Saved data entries
━━━━━━━━━━━━━━━━

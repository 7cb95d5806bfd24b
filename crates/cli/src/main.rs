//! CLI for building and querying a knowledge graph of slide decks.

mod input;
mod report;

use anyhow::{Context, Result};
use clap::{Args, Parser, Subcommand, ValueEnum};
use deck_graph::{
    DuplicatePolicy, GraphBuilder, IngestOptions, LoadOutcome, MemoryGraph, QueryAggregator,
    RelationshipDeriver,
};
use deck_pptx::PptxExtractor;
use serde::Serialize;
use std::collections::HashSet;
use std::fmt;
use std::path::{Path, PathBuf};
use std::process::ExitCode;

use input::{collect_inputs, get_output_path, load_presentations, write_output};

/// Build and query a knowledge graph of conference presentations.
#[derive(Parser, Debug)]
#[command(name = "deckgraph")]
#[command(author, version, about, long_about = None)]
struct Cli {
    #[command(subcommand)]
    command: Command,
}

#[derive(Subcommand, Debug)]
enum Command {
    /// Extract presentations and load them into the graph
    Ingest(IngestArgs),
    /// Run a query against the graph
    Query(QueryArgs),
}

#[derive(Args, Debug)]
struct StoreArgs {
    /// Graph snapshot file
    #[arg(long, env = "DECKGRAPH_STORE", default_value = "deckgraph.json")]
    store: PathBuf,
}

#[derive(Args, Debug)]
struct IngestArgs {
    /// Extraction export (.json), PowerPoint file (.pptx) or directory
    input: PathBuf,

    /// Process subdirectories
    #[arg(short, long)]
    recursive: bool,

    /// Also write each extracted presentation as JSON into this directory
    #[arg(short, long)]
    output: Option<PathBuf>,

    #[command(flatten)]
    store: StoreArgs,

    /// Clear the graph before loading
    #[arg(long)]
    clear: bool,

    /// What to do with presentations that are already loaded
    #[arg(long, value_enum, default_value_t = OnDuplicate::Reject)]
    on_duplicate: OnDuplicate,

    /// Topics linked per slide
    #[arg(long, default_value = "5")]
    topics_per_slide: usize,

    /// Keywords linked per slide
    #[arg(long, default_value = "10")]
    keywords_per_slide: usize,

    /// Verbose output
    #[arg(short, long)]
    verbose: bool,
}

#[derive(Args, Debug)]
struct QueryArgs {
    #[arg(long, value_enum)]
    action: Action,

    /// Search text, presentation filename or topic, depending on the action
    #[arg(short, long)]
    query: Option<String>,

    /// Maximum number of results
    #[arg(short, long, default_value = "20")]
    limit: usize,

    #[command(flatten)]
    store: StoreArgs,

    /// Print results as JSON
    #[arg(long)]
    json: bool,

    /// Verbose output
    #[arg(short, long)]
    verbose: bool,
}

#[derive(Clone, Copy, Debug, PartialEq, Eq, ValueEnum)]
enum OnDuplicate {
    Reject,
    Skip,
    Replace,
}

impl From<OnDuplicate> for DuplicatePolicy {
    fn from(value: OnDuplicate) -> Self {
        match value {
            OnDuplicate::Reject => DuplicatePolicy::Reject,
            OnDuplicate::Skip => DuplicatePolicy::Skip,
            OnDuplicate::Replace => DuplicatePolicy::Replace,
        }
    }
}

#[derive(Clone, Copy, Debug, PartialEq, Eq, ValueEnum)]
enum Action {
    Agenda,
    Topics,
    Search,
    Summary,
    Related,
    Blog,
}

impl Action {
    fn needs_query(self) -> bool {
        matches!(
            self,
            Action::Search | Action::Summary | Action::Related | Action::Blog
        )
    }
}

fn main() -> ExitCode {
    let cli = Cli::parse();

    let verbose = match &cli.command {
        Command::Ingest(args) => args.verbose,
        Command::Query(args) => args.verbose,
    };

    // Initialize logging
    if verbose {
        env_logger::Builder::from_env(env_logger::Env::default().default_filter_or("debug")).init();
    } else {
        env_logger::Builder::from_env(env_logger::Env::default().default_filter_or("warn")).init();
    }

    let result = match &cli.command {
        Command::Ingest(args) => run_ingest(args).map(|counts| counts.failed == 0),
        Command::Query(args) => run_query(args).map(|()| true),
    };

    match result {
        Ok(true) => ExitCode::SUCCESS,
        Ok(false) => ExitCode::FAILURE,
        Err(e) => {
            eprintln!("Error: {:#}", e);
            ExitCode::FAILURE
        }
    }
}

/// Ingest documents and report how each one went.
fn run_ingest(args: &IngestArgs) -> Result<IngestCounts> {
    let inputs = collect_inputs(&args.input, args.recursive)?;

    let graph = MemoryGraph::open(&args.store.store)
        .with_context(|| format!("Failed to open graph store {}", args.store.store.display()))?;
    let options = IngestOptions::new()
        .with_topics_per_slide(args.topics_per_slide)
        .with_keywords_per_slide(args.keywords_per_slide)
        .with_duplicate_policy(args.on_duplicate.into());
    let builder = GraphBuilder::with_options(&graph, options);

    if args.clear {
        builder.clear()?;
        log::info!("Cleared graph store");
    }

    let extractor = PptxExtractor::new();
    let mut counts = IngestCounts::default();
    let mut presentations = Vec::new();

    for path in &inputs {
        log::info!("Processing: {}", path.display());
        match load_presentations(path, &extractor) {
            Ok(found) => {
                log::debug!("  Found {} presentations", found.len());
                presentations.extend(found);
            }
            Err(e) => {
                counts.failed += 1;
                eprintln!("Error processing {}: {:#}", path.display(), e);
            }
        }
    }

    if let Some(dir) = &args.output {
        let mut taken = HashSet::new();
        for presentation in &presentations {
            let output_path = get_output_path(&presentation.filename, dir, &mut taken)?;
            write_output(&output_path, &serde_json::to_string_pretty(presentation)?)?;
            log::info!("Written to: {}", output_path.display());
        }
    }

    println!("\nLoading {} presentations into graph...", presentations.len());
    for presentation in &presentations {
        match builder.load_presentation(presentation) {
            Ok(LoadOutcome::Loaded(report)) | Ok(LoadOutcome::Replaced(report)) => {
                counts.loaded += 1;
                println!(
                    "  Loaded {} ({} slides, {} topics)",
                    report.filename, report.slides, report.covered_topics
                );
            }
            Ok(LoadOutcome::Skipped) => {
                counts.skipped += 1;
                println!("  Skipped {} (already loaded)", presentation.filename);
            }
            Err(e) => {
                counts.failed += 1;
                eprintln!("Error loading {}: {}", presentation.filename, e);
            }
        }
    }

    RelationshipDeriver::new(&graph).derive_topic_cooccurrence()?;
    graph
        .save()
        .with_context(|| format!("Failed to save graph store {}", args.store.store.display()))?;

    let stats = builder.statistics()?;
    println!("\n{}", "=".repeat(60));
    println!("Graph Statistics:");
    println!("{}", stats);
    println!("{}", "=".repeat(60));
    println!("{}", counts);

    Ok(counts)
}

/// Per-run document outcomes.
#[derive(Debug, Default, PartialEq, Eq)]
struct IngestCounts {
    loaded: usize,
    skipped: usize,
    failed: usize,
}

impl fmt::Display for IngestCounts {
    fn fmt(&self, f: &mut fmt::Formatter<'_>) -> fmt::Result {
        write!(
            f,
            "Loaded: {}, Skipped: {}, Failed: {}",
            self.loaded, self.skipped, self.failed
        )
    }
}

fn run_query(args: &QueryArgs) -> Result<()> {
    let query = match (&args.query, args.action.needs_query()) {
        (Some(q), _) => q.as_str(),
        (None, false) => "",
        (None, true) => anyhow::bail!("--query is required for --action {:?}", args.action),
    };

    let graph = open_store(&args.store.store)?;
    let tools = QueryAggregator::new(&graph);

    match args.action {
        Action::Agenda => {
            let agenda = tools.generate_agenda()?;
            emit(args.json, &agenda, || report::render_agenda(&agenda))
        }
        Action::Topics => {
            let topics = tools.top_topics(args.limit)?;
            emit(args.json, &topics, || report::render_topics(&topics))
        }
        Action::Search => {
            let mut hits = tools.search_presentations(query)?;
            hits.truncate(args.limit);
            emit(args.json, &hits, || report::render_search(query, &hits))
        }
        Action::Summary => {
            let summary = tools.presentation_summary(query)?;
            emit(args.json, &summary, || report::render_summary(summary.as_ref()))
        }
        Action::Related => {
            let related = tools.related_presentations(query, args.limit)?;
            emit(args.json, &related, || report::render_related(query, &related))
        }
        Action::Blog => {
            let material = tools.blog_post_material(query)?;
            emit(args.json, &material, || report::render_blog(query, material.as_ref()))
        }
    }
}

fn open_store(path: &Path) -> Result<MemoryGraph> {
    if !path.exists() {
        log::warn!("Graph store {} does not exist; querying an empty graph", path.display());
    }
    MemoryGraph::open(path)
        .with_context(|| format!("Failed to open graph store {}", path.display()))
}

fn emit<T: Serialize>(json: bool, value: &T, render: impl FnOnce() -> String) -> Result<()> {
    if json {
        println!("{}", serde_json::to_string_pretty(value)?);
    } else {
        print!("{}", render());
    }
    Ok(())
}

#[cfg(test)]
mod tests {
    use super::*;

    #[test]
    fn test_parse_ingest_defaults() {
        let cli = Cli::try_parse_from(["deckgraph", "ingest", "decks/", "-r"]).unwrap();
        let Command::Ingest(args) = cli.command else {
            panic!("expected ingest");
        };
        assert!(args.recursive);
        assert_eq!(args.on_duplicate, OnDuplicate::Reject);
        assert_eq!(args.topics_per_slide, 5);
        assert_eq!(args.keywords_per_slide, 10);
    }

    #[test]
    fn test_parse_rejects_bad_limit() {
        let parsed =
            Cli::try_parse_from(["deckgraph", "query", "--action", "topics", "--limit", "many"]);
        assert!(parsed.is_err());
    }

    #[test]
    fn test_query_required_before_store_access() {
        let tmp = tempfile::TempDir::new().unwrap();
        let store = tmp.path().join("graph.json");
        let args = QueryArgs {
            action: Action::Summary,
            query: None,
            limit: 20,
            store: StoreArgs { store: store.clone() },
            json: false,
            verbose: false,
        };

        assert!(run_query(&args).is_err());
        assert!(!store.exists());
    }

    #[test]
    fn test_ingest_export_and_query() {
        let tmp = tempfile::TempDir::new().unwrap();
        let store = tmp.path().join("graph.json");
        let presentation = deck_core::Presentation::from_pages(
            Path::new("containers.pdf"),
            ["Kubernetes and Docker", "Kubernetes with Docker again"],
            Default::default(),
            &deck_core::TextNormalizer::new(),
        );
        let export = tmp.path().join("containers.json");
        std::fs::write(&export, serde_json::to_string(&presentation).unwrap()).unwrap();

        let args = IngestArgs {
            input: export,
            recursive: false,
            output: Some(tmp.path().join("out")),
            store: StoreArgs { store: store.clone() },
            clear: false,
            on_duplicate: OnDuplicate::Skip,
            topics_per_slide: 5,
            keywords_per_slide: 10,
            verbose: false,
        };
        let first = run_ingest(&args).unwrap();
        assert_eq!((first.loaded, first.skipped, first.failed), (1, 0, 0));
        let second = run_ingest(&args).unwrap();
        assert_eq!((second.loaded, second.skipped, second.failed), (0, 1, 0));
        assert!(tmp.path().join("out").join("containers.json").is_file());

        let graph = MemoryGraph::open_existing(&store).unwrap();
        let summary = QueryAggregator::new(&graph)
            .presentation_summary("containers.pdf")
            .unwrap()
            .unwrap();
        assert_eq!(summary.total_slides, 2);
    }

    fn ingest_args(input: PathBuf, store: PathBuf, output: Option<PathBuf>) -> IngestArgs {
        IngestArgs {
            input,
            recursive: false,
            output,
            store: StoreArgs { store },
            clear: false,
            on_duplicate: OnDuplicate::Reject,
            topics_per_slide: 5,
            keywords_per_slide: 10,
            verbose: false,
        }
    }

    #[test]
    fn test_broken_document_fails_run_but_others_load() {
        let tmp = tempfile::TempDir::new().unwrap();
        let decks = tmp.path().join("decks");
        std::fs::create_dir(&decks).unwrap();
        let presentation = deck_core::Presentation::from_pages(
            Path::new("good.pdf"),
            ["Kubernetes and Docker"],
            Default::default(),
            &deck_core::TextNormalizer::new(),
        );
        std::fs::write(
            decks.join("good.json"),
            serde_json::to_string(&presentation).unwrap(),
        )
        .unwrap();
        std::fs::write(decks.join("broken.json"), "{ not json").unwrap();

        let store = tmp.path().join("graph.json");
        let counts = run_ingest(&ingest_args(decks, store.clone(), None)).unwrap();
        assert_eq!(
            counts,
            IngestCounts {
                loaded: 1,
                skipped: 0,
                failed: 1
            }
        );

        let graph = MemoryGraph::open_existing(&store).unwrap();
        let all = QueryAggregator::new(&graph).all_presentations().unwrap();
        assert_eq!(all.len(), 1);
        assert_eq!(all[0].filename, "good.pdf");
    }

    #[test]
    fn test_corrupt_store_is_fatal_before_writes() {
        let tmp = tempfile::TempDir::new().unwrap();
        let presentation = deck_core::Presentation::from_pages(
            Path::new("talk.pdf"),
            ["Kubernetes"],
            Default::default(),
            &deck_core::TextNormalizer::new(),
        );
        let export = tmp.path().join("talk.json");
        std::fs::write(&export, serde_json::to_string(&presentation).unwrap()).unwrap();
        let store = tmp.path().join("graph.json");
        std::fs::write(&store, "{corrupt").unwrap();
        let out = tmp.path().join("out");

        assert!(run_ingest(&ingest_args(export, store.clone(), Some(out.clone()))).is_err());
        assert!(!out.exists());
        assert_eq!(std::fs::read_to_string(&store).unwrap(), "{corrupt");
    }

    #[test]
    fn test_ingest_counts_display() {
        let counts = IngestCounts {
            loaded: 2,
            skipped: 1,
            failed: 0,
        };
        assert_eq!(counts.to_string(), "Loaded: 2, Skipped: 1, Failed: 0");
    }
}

━━━━━━━━━━━━━━━━

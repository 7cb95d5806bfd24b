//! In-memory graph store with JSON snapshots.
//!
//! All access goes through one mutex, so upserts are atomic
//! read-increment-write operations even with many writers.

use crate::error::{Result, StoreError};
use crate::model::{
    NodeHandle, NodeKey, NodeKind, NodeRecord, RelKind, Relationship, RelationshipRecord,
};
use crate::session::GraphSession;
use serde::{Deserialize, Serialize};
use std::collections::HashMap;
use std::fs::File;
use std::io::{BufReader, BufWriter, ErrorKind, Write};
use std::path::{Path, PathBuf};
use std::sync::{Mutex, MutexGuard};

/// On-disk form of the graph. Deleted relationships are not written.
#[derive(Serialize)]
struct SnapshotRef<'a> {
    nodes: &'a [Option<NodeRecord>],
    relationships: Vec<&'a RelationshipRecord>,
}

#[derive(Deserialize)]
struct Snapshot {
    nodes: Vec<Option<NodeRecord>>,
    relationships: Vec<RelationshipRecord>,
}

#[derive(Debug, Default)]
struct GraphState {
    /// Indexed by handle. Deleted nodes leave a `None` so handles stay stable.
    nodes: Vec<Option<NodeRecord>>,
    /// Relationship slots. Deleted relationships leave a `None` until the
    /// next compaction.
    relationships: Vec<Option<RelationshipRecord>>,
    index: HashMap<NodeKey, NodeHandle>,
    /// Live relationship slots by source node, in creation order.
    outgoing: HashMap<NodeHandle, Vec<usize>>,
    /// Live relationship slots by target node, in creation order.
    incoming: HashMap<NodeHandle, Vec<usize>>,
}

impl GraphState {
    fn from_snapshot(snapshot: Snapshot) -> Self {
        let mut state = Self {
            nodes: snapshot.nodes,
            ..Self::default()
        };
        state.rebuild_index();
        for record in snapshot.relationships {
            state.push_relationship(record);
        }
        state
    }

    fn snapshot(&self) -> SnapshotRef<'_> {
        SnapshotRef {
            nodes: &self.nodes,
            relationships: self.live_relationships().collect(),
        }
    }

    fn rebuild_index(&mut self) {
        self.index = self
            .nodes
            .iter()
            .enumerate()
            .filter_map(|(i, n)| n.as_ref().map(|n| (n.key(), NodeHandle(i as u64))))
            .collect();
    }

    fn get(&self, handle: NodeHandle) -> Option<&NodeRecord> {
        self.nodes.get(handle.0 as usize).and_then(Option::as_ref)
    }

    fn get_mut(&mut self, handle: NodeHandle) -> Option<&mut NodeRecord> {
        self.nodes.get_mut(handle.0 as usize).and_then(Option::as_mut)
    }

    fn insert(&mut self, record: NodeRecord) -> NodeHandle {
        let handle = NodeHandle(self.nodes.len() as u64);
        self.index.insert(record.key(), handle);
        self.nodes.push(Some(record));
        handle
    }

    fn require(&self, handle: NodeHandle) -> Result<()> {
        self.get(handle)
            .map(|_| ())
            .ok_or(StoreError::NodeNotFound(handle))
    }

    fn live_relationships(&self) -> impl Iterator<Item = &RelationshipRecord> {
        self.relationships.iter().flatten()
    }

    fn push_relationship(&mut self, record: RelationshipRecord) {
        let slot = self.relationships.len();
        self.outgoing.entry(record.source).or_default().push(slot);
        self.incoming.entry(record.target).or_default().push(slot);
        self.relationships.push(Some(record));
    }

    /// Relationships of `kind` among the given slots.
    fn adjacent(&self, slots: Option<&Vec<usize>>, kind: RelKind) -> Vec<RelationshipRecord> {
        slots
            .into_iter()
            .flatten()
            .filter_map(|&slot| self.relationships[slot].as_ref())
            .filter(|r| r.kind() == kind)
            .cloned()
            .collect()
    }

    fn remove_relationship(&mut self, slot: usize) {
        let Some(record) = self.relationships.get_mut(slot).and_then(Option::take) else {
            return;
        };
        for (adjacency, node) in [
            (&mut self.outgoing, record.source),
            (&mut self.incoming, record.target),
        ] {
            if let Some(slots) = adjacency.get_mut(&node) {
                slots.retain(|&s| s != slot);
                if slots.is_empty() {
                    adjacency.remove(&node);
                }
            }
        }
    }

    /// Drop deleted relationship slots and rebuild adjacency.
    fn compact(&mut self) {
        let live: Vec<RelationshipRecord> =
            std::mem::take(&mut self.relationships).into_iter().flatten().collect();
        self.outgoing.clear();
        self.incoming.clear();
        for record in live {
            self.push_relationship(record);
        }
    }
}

━━━━━━━━━━━━━━━━

* _Work instructions_: If a line in the records above includes the string "IngestCounts", copy it.

* _Exercise result_:
fn run_ingest(args: &IngestArgs) -> Result<IngestCounts> {
    let mut counts = IngestCounts::default();
struct IngestCounts {
impl fmt::Display for IngestCounts {
            IngestCounts {
        let counts = IngestCounts {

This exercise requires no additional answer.